Required work
Below are lines of data, and only some are wanted. Please repeat exactly those from the line that has "single-file transform output" through the line that has "system temp directory".

☆ ☆ ☆ ☆ ☆

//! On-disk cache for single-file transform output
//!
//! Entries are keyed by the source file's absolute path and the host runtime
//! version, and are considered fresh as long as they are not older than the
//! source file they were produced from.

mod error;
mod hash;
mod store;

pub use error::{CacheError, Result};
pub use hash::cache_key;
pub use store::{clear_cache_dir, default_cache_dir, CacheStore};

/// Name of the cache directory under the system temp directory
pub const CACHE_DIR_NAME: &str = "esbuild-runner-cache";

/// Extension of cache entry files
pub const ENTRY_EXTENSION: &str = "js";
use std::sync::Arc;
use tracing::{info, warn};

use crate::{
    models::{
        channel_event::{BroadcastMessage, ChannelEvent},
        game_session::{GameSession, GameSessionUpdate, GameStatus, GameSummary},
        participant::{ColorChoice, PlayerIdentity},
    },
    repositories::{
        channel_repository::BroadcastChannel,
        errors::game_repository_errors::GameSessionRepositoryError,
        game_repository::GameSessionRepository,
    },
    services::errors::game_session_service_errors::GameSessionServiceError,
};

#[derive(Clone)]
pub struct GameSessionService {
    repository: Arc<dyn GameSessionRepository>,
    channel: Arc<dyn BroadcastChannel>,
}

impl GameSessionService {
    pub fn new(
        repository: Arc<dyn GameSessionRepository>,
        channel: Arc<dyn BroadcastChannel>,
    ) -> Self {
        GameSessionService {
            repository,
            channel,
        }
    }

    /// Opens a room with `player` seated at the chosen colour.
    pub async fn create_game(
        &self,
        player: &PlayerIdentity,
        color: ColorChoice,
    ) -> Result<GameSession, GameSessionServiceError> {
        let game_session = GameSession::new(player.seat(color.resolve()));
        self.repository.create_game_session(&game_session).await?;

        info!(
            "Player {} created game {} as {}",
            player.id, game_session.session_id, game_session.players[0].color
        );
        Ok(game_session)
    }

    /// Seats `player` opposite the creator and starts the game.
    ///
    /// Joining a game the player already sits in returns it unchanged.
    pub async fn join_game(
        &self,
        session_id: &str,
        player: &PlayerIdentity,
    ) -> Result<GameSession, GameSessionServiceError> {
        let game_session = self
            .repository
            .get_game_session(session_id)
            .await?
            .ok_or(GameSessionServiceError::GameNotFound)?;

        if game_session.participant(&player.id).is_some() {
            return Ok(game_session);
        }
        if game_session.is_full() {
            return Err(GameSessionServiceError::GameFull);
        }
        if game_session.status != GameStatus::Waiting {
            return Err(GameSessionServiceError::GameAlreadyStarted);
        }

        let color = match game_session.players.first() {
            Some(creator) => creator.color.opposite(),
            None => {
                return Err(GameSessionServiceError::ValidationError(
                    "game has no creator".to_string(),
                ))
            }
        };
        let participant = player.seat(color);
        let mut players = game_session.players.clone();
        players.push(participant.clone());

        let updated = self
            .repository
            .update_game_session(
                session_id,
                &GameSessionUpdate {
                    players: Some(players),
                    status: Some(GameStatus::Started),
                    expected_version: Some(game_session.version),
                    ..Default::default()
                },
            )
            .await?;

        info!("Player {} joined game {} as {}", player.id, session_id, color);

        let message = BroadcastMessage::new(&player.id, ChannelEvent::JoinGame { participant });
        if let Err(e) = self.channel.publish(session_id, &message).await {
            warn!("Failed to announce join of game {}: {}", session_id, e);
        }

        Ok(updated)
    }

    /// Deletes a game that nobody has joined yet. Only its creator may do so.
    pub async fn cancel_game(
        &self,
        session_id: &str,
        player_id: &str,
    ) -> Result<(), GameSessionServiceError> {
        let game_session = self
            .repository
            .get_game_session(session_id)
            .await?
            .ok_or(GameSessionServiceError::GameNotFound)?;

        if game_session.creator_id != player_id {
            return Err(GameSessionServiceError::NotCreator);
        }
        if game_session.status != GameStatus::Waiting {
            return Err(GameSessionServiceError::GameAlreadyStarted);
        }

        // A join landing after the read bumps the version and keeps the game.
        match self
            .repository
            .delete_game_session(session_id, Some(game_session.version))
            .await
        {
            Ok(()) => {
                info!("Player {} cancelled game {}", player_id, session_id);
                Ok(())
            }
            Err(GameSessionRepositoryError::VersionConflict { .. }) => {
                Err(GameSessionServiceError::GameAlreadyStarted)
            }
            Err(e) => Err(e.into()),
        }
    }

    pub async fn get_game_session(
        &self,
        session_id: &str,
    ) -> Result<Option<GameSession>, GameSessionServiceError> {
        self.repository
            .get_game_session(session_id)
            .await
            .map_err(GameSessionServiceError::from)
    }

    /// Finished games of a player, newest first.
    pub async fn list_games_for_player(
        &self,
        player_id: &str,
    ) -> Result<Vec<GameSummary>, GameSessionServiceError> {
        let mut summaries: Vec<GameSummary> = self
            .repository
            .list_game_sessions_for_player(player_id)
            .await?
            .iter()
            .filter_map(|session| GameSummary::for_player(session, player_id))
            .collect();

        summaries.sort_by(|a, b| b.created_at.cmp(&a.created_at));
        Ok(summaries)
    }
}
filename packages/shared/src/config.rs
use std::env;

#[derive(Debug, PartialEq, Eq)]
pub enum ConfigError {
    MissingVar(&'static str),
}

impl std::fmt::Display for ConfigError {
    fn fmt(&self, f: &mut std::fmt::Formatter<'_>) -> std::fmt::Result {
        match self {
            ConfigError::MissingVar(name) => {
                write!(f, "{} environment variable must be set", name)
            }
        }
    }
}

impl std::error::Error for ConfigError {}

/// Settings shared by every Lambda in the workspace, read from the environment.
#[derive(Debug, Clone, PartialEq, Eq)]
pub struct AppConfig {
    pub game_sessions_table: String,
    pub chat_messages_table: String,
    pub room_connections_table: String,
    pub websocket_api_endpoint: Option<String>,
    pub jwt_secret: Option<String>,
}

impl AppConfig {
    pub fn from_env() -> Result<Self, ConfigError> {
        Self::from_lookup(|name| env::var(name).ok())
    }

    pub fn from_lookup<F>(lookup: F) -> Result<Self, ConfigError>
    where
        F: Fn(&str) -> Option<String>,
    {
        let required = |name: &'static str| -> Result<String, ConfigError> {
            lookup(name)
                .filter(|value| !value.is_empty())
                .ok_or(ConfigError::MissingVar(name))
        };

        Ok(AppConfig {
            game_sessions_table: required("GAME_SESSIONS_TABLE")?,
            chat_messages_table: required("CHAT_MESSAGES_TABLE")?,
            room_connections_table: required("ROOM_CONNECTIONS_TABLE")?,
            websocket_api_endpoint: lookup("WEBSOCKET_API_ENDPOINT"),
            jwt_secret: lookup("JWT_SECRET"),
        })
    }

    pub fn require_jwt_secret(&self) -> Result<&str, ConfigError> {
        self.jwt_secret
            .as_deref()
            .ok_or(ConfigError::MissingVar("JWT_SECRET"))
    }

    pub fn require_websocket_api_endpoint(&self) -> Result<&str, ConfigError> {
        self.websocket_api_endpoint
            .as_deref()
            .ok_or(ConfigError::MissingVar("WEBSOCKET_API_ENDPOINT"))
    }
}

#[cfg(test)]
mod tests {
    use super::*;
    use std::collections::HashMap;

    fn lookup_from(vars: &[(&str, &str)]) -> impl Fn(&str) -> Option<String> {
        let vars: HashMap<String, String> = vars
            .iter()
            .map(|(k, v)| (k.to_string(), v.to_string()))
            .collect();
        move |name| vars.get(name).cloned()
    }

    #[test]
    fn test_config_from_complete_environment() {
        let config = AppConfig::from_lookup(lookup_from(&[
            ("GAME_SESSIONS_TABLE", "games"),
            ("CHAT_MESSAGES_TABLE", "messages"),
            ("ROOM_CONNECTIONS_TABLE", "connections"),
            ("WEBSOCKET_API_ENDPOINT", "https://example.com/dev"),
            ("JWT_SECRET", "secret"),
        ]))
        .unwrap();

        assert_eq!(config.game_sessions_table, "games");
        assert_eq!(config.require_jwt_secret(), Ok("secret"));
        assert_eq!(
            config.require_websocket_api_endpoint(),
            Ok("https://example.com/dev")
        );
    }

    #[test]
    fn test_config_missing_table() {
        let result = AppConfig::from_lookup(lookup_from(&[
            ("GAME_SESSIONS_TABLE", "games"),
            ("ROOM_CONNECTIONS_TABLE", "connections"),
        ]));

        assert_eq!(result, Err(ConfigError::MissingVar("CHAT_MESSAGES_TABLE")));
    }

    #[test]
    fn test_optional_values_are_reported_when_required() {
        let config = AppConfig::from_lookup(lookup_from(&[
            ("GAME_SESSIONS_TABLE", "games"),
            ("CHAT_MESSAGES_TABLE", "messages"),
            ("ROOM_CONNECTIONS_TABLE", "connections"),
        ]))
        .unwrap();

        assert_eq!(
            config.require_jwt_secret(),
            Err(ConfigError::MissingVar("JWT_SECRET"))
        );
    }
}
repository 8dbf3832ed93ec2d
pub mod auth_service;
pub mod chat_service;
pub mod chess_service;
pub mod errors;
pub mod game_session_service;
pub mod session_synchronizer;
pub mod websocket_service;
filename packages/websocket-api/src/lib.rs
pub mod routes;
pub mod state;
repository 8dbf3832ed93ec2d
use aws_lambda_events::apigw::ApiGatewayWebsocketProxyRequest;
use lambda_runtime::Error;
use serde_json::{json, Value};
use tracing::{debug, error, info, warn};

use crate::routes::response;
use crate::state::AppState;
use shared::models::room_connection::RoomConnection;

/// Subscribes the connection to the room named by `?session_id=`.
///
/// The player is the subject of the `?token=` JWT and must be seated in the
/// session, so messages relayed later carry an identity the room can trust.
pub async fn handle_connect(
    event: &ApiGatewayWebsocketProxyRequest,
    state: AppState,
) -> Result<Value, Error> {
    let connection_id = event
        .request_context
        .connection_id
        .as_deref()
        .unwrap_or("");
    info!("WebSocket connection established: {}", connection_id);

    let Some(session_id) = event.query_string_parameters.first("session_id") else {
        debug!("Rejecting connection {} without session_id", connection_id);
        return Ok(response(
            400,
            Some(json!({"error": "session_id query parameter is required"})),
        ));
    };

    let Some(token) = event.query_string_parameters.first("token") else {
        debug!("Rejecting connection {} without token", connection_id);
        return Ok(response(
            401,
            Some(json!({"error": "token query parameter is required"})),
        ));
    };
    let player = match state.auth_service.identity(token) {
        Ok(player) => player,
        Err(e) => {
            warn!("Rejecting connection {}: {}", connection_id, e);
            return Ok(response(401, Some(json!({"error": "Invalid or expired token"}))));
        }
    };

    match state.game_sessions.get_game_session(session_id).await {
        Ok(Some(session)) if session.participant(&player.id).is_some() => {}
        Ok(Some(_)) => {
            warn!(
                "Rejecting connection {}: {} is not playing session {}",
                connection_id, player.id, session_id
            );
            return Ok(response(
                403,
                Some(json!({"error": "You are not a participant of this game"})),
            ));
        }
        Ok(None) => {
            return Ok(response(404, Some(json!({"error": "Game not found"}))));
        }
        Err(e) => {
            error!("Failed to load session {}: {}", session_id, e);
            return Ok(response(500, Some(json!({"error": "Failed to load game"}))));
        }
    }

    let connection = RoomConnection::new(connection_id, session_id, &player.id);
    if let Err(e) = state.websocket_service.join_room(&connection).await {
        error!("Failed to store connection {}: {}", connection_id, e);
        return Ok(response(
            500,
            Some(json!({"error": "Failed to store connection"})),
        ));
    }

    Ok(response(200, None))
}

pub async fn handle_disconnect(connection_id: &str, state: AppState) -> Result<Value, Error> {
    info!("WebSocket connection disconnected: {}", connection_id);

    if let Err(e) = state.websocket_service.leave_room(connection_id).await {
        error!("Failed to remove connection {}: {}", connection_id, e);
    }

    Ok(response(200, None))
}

☆ ☆ ☆ ☆ ☆

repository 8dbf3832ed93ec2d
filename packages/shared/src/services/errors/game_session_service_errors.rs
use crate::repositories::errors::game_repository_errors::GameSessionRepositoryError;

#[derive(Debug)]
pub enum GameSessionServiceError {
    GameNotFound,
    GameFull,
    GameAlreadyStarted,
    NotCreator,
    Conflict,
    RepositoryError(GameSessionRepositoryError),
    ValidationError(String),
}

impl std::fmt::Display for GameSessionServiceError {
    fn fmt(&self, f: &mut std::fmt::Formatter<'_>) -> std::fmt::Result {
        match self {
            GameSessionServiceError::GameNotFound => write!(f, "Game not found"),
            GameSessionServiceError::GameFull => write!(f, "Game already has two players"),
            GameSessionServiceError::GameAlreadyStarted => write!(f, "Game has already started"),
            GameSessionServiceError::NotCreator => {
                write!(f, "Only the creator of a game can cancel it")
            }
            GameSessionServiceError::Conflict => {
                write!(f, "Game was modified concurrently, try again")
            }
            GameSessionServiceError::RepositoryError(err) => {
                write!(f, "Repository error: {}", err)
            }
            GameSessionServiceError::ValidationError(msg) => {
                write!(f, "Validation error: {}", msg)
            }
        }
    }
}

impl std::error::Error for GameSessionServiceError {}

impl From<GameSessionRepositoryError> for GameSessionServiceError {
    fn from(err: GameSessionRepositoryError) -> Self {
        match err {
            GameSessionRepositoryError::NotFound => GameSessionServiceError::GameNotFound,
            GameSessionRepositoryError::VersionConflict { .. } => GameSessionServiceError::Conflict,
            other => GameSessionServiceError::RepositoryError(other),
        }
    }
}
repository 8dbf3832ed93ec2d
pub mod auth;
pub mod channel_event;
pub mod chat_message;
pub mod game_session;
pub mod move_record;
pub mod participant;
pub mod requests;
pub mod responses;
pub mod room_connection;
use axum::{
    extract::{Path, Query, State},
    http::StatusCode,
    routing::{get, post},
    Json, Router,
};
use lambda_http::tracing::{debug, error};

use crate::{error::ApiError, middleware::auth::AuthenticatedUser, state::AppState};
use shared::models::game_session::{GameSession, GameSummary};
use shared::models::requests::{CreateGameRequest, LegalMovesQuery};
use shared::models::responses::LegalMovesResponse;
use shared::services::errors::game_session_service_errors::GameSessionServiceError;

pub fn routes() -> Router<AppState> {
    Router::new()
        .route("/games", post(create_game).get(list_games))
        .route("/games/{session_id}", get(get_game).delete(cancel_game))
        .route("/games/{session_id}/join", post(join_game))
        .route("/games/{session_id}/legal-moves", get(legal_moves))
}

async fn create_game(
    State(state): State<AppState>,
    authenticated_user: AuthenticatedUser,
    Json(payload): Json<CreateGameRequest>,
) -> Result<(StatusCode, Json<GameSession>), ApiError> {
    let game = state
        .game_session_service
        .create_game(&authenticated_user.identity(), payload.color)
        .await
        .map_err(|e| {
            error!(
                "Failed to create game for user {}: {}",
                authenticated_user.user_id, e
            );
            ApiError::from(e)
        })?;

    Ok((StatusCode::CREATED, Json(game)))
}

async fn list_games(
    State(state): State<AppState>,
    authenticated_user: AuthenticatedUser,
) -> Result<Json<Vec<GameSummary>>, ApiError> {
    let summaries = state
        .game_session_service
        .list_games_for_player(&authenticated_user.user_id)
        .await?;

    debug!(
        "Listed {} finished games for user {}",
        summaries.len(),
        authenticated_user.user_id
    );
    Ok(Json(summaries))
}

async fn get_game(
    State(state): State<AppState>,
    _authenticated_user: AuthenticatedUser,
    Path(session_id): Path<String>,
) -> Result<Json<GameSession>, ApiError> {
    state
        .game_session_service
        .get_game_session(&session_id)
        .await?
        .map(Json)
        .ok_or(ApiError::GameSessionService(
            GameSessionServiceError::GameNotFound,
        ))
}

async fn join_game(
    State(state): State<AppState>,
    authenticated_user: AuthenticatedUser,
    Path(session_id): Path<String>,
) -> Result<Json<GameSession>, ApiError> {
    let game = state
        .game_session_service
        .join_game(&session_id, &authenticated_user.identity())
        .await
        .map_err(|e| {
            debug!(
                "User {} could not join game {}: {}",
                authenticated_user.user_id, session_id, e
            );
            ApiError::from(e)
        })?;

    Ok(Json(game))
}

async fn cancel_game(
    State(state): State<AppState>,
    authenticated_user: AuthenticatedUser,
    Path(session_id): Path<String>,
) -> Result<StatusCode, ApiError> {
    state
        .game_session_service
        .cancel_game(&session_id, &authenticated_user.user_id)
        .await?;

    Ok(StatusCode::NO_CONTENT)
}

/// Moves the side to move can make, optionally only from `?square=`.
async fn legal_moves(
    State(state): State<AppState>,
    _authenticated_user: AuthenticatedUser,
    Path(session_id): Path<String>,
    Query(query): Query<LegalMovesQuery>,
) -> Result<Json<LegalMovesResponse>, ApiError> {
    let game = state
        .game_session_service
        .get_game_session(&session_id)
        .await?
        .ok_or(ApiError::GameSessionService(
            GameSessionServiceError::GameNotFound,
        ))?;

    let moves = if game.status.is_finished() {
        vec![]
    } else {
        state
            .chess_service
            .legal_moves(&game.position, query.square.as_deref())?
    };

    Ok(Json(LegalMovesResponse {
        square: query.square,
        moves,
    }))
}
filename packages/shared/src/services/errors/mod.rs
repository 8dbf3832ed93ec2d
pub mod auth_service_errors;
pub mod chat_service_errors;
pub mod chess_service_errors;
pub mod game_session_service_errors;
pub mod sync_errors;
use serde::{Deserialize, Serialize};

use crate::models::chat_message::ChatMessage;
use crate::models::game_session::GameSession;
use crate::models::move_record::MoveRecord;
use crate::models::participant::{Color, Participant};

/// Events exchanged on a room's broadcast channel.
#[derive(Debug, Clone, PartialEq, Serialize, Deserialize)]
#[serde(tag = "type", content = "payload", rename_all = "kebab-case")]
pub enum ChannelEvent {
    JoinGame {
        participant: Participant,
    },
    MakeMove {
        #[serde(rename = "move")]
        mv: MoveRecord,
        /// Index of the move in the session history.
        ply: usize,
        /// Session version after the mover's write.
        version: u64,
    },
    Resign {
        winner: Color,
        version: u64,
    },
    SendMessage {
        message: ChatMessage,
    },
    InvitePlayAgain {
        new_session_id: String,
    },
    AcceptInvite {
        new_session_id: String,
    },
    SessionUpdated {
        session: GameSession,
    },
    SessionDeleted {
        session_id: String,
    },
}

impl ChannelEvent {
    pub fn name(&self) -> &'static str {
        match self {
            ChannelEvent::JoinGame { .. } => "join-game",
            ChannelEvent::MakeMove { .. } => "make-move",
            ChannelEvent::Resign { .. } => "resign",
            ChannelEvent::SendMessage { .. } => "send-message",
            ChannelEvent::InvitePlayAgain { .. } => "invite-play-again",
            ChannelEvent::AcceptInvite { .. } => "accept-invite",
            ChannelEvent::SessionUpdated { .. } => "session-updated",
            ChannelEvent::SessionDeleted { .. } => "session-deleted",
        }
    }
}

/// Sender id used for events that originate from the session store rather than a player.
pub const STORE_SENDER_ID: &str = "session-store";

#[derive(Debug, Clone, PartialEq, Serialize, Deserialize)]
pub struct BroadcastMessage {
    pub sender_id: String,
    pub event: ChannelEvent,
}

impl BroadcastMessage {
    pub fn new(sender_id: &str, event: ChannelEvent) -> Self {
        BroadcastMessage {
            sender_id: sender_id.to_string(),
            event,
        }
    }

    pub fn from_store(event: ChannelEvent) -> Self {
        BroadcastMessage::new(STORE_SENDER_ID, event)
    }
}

☆ ☆ ☆ ☆ ☆

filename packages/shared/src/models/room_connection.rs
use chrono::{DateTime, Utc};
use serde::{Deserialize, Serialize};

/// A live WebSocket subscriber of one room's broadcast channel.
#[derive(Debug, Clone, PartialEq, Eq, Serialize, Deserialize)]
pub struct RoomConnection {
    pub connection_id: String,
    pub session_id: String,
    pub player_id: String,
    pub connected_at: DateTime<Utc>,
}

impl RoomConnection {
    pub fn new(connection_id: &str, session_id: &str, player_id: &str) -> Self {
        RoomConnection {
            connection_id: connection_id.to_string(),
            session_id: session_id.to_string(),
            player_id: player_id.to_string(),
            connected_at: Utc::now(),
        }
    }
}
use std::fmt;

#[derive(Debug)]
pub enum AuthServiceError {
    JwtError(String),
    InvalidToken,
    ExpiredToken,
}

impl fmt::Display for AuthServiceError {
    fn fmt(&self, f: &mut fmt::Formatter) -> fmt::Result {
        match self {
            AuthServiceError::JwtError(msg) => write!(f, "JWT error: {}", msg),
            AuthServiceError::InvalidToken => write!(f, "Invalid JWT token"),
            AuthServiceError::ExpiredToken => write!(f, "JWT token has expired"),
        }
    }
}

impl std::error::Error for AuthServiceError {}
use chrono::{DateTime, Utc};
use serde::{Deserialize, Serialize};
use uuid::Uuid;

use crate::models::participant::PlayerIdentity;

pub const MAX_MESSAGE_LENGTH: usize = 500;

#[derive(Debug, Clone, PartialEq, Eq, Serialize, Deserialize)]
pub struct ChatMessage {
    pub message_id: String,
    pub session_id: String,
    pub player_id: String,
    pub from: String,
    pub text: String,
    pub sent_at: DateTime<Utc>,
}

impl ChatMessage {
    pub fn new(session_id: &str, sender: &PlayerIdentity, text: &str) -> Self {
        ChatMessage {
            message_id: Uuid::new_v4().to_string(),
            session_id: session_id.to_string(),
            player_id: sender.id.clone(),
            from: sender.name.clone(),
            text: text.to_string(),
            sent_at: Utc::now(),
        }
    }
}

☆ ☆ ☆ ☆ ☆

Answer for the task
//! On-disk cache for single-file transform output
//!
//! Entries are keyed by the source file's absolute path and the host runtime
//! version, and are considered fresh as long as they are not older than the
//! source file they were produced from.

mod error;
mod hash;
mod store;

pub use error::{CacheError, Result};
pub use hash::cache_key;
pub use store::{clear_cache_dir, default_cache_dir, CacheStore};

/// Name of the cache directory under the system temp directory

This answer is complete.